Glancing out the window, he saw soldiers on horseback standing at a corner of the cornfield where it met the road. A big man dressed in black, his face obscured by a slouch hat, sat astride a black stallion. Something glittered on the stranger’s chest. At his command, half the soldiers galloped down the road while the rest jumped the fence and cut across the field. They were surrounding the house!
“I believe we have visitors,” John said, starting for the front door.
“Who?” Lydia asked in a fear-tinged voice.
“Yankees!” With Jefferson at his heels, John hurried down the hallway. At a sharp rapping on the front door, the dog began barking.
“Afternoon, Lieutenant Holmes,” John said after he opened the door. He grabbed the dog and held him by the collar. “What brings you out this way?”
            “Sorry to disturb you, John.” The Yankee officer ran a hand through his blond hair. “But this man says he’s got a warrant for your arrest.” The lieutenant jerked a thumb over his shoulder and pointed at the stranger dressed in black. An oval shaped badge pinned to his chest read, “Death to Traitors.” His name tag said “Vince McCormick.”
“Oh Lord!” John said. “What’s the warrant for?”
“For murdering a guard when you escaped from the Old Capitol Prison.” McCormick stepped around the lieutenant. Up close, he was a brute of a man with a pug nose and mean slits for eyes. He was also taller and stockier than John, and outweighed him by at least fifty pounds.
“The hell I did!” John cried.
“Says here,” Lieutenant Holmes read from the warrant, “that his name was Private Grant Gilbertson.”
“I knew him and he helped me escape,” John snapped. “But I sure didn’t kill him!”
“Enough of this crap!” McCormick shoved the officer aside, ripped the screen door open, and grabbed John by the shirt collar. “Step right out here, son.”  He dragged John onto the porch.
“Let me see the warrant!” John demanded.
“Shut up!” McCormick snapped.
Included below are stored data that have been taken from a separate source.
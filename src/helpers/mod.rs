// SPDX-FileCopyrightText: 2025 Alexandre Gomes Gaigalas <alganet@gmail.com>
//
// SPDX-License-Identifier: ISC

//! Helper utilities shared across multiple rules.
//!
//! These are the narrow collaborators rules lean on: header access, URL
//! handling, registrable domains, HTML scanning, size estimation and cache
//! lifetime computation.

pub mod cache;
pub mod domain;
pub mod headers;
pub mod html;
pub mod minify;
pub mod static_resource;
pub mod status;
pub mod uri;
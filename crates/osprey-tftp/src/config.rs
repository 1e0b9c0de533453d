use clap::ValueEnum;
use serde::{Deserialize, Serialize};
use std::net::{Ipv6Addr, SocketAddr};
use std::path::{Path, PathBuf};
use std::time::Duration;

use crate::error::{Result, TftpError};
use crate::packet::{TftpOption, TransferMode};
use crate::{DEFAULT_MAX_RETRIES, DEFAULT_TIMEOUT_MS, TFTP_PORT};

/// Which request types the server accepts
#[derive(Debug, Clone, Copy, PartialEq, Eq, Default, ValueEnum, Serialize, Deserialize)]
#[serde(rename_all = "kebab-case")]
pub enum ServerMode {
    /// Serve read requests only
    GetOnly,
    /// Accept write requests only
    PutOnly,
    /// Serve reads and accept writes
    #[default]
    GetAndPut,
}

impl ServerMode {
    pub fn allows_read(self) -> bool {
        matches!(self, ServerMode::GetOnly | ServerMode::GetAndPut)
    }

    pub fn allows_write(self) -> bool {
        matches!(self, ServerMode::PutOnly | ServerMode::GetAndPut)
    }
}

#[derive(Debug, Clone, Serialize, Deserialize)]
#[serde(default)]
pub struct ServerConfig {
    pub bind_addr: SocketAddr,
    /// Directory read requests are served from
    pub read_root: PathBuf,
    /// Directory write requests land in; `read_root` when unset
    pub write_root: Option<PathBuf>,
    pub mode: ServerMode,
    /// Per-attempt receive timeout in milliseconds
    pub timeout_ms: u64,
    /// Consecutive timeouts tolerated before a session fails
    pub max_retries: u32,
    /// Largest file served or accepted in bytes; 0 means unlimited
    pub max_file_size_bytes: u64,
    /// Buffer pairs kept for reuse across sessions
    pub buffer_pool_size: usize,
    pub socket: SocketConfig,
    pub logging: LoggingConfig,
}

impl Default for ServerConfig {
    fn default() -> Self {
        Self {
            bind_addr: SocketAddr::new(Ipv6Addr::UNSPECIFIED.into(), TFTP_PORT),
            read_root: PathBuf::from("/srv/tftp"),
            write_root: None,
            mode: ServerMode::default(),
            timeout_ms: DEFAULT_TIMEOUT_MS,
            max_retries: DEFAULT_MAX_RETRIES,
            max_file_size_bytes: 0,
            buffer_pool_size: crate::buffer_pool::DEFAULT_POOL_SIZE,
            socket: SocketConfig::default(),
            logging: LoggingConfig::default(),
        }
    }
}

impl ServerConfig {
    pub fn timeout(&self) -> Duration {
        Duration::from_millis(self.timeout_ms)
    }

    pub fn write_root(&self) -> &Path {
        self.write_root.as_deref().unwrap_or(&self.read_root)
    }

    pub fn max_file_size(&self) -> Option<u64> {
        (self.max_file_size_bytes > 0).then_some(self.max_file_size_bytes)
    }
}

/// Socket-level options for the listening and per-session sockets
#[derive(Debug, Clone, Serialize, Deserialize)]
#[serde(default)]
pub struct SocketConfig {
    /// Receive buffer size in KB (SO_RCVBUF); 0 keeps the OS default
    pub recv_buffer_kb: usize,
    /// Send buffer size in KB (SO_SNDBUF); 0 keeps the OS default
    pub send_buffer_kb: usize,
    /// Enable SO_REUSEADDR for faster restarts
    pub reuse_address: bool,
}

impl Default for SocketConfig {
    fn default() -> Self {
        Self {
            recv_buffer_kb: 0,
            send_buffer_kb: 0,
            reuse_address: true,
        }
    }
}

#[derive(Debug, Clone, Serialize, Deserialize)]
#[serde(default)]
pub struct LoggingConfig {
    pub level: String,
    pub format: LogFormat,
    pub file: Option<PathBuf>,
    /// Emit structured audit events for requests, denials and transfers
    pub audit_enabled: bool,
}

impl Default for LoggingConfig {
    fn default() -> Self {
        Self {
            level: "info".to_string(),
            format: LogFormat::Text,
            file: None,
            audit_enabled: true,
        }
    }
}

#[derive(Debug, Clone, Copy, PartialEq, Eq, ValueEnum, Serialize, Deserialize)]
#[serde(rename_all = "lowercase")]
pub enum LogFormat {
    /// Plain text logging for human readability
    Text,
    /// One JSON object per line for log aggregators
    Json,
}

/// Settings for client-initiated transfers
#[derive(Debug, Clone)]
pub struct ClientConfig {
    /// Per-attempt receive timeout
    pub timeout: Duration,
    /// Consecutive timeouts tolerated before a transfer fails
    pub max_retries: u32,
    /// Local address to bind; an unspecified address of the server's family
    /// on an ephemeral port when unset
    pub local_addr: Option<SocketAddr>,
    pub mode: TransferMode,
    /// RFC 2347 options appended to requests
    pub options: Vec<TftpOption>,
}

impl Default for ClientConfig {
    fn default() -> Self {
        Self {
            timeout: Duration::from_millis(DEFAULT_TIMEOUT_MS),
            max_retries: DEFAULT_MAX_RETRIES,
            local_addr: None,
            mode: TransferMode::Octet,
            options: Vec::new(),
        }
    }
}

pub fn load_config(path: &Path) -> Result<ServerConfig> {
    let contents = std::fs::read_to_string(path)?;
    let config: ServerConfig = toml::from_str(&contents)
        .map_err(|e| TftpError::Config(format!("Invalid config file {}: {}", path.display(), e)))?;
    Ok(config)
}

pub fn write_default_config(path: &Path) -> Result<()> {
    write_config(path, &ServerConfig::default())
}

pub fn write_config(path: &Path, config: &ServerConfig) -> Result<()> {
    let contents = toml::to_string_pretty(config)
        .map_err(|e| TftpError::Config(format!("Failed to serialize config: {}", e)))?;
    std::fs::write(path, contents)?;
    Ok(())
}

/// Validate server configuration before binding
pub fn validate_config(config: &ServerConfig, validate_bind: bool) -> Result<()> {
    validate_root("read_root", &config.read_root)?;
    if let Some(ref write_root) = config.write_root {
        validate_root("write_root", write_root)?;
    }

    if config.bind_addr.port() == 0 {
        return Err(TftpError::Config(
            "bind_addr port must be non-zero".to_string(),
        ));
    }

    if validate_bind {
        if let Err(e) = std::net::UdpSocket::bind(config.bind_addr) {
            return Err(TftpError::Config(format!(
                "bind_addr is not available: {}",
                e
            )));
        }
    }

    if config.timeout_ms == 0 {
        return Err(TftpError::Config("timeout_ms must be positive".to_string()));
    }

    if config.max_retries == 0 {
        return Err(TftpError::Config(
            "max_retries must be at least 1".to_string(),
        ));
    }

    if let Some(ref log_file) = config.logging.file {
        let parent = log_file.parent().ok_or_else(|| {
            TftpError::Config("logging.file must include a parent directory".to_string())
        })?;
        match std::fs::metadata(parent) {
            Ok(meta) => {
                if !meta.is_dir() {
                    return Err(TftpError::Config(
                        "logging.file parent must be a directory".to_string(),
                    ));
                }
            }
            Err(e) => {
                return Err(TftpError::Config(format!(
                    "logging.file parent error: {}",
                    e
                )));
            }
        }
    }

    Ok(())
}

fn validate_root(name: &str, root: &Path) -> Result<()> {
    if !root.is_absolute() {
        return Err(TftpError::Config(format!(
            "{name} must be an absolute path"
        )));
    }

    match std::fs::metadata(root) {
        Ok(meta) => {
            if !meta.is_dir() {
                return Err(TftpError::Config(format!("{name} must be a directory")));
            }
        }
        Err(e) if e.kind() == std::io::ErrorKind::NotFound => {
            return Err(TftpError::Config(format!(
                "{name} does not exist; create it or adjust config"
            )));
        }
        Err(e) => return Err(TftpError::Io(e)),
    }

    if let Err(e) = std::fs::read_dir(root) {
        return Err(TftpError::Config(format!("{name} is not readable: {}", e)));
    }

    Ok(())
}
impl<'t, R: AsyncRead + Unpin> SendSession<'t, R> {
    /// `request` is the client's WRQ; a server passes `None` and starts
    /// with DATA 1.
    pub fn new(
        transport: &'t mut Transport,
        peer: PeerIdentity,
        request: Option<Packet>,
        source: R,
        settings: &TransferSettings,
    ) -> Self {
        let state = if request.is_some() {
            SendState::AwaitingRequestAck
        } else {
            SendState::Sending
        };
        Self {
            exchange: Exchange::new(transport, peer, settings.max_retries),
            source: BlockSource::new(source, settings.mode),
            role: settings.role,
            state,
            requested: requested_options(request.as_ref()),
            request,
            block: 0,
            last_len: 0,
        }
    }

    pub fn state(&self) -> SendState {
        self.state
    }

    pub fn peer(&self) -> PeerIdentity {
        self.exchange.peer
    }

    pub fn stats(&self) -> TransferStats {
        self.exchange.stats
    }

    pub async fn run(&mut self) -> Result<TransferStats> {
        match self.drive().await {
            Ok(()) => Ok(self.exchange.stats),
            Err(e) => {
                self.state = SendState::Failed;
                Err(e)
            }
        }
    }

    async fn drive(&mut self) -> Result<()> {
        match self.request.take() {
            Some(request) => self.exchange.transmit(request).await?,
            None => self.send_next_block().await?,
        }
        loop {
            match self.state {
                SendState::AwaitingRequestAck => self.await_request_ack().await?,
                SendState::Sending => self.await_ack().await?,
                SendState::Complete => return Ok(()),
                SendState::Failed => {
                    return Err(TftpError::Protocol("Transfer already failed".to_string()));
                }
            }
        }
    }

    async fn await_request_ack(&mut self) -> Result<()> {
        let deadline = self.exchange.deadline();
        loop {
            let Some(packet) = self.exchange.next_packet(deadline).await? else {
                return self.exchange.retry("timed out waiting for request ack").await;
            };

            match packet {
                Packet::Ack { block: 0 } => break,
                Packet::Ack { block } => {
                    debug!("Ignoring ACK {} before the request was accepted", block);
                }
                Packet::Oack { options } if self.role == Role::Client => {
                    if let Err(reason) = check_oack(&options, &self.requested) {
                        return self.exchange.reject_oack(reason).await;
                    }
                    break;
                }
                Packet::Error { code, message } => {
                    return Err(TftpError::Remote { code, message });
                }
                other => return self.exchange.unexpected(&other).await,
            }
        }

        self.exchange.progressed();
        self.state = SendState::Sending;
        self.send_next_block().await
    }

    async fn await_ack(&mut self) -> Result<()> {
        let deadline = self.exchange.deadline();
        loop {
            let Some(packet) = self.exchange.next_packet(deadline).await? else {
                return self.exchange.retry("timed out waiting for ack").await;
            };

            match packet {
                Packet::Ack { block } if block == self.block => {
                    self.exchange.stats.bytes += self.last_len as u64;
                    self.exchange.stats.blocks += 1;
                    self.exchange.progressed();
                    if self.last_len < SEGMENT_SIZE {
                        self.state = SendState::Complete;
                        return Ok(());
                    }
                    return self.send_next_block().await;
                }
                Packet::Ack { block } => {
                    debug!("ACK {} while DATA {} is outstanding", block, self.block);
                    self.exchange.transport.discard_packets().await?;
                    return self.exchange.retry("out of sequence ack").await;
                }
                Packet::Error { code, message } => {
                    return Err(TftpError::Remote { code, message });
                }
                other => return self.exchange.unexpected(&other).await,
            }
        }
    }

    async fn send_next_block(&mut self) -> Result<()> {
        let payload = match self.source.next_block().await {
            Ok(payload) => payload,
            Err(e) => {
                self.exchange
                    .notify_peer(ErrorCode::NotDefined, e.to_string())
                    .await;
                return Err(e.into());
            }
        };

        self.block = block::next(self.block);
        self.last_len = payload.len();
        self.exchange
            .transmit(Packet::Data {
                block: self.block,
                payload,
            })
            .await
    }
}

/// Runs a download into `sink` and returns its totals.
pub async fn receive<W: AsyncWrite + Unpin>(
    transport: &mut Transport,
    peer: PeerIdentity,
    kickoff: Packet,
    sink: W,
    settings: &TransferSettings,
) -> Result<TransferStats> {
    ReceiveSession::new(transport, peer, kickoff, sink, settings)
        .run()
        .await
}

/// Runs an upload from `source` and returns its totals.
pub async fn send<R: AsyncRead + Unpin>(
    transport: &mut Transport,
    peer: PeerIdentity,
    request: Option<Packet>,
    source: R,
    settings: &TransferSettings,
) -> Result<TransferStats> {
    SendSession::new(transport, peer, request, source, settings)
        .run()
        .await
}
He spun John around and threw him up against the wall so his cheek was pressed into the cold, dirty clapboard. The Secret Service agent frisked him up and down, and then slapped a set of handcuffs on him.
Voicing loud complaints, Lydia, Elias, and Willard crowded onto the porch, but the soldiers held them back. Jefferson whined and pawed the screen door. In the distant kitchen, little Jonathan wailed.
“The warrant, you fool!” John shouted as he spun around. “Let me see the goddamned warrant!”
“How many times do I have to tell you to shut up?” McCormick backhanded John so hard he was knocked down. Blood spurted from a gash on his cheek.
“John!” Lydia broke through the soldiers and rushed to John’s side. She knelt and used a corner of her apron to wipe blood from his face.
"Get out of the way!" McCormick shoved her aside with his boot, grabbed John by the hair, and dragged him off toward the horses. "You're going to Washington to stand trial, boy!"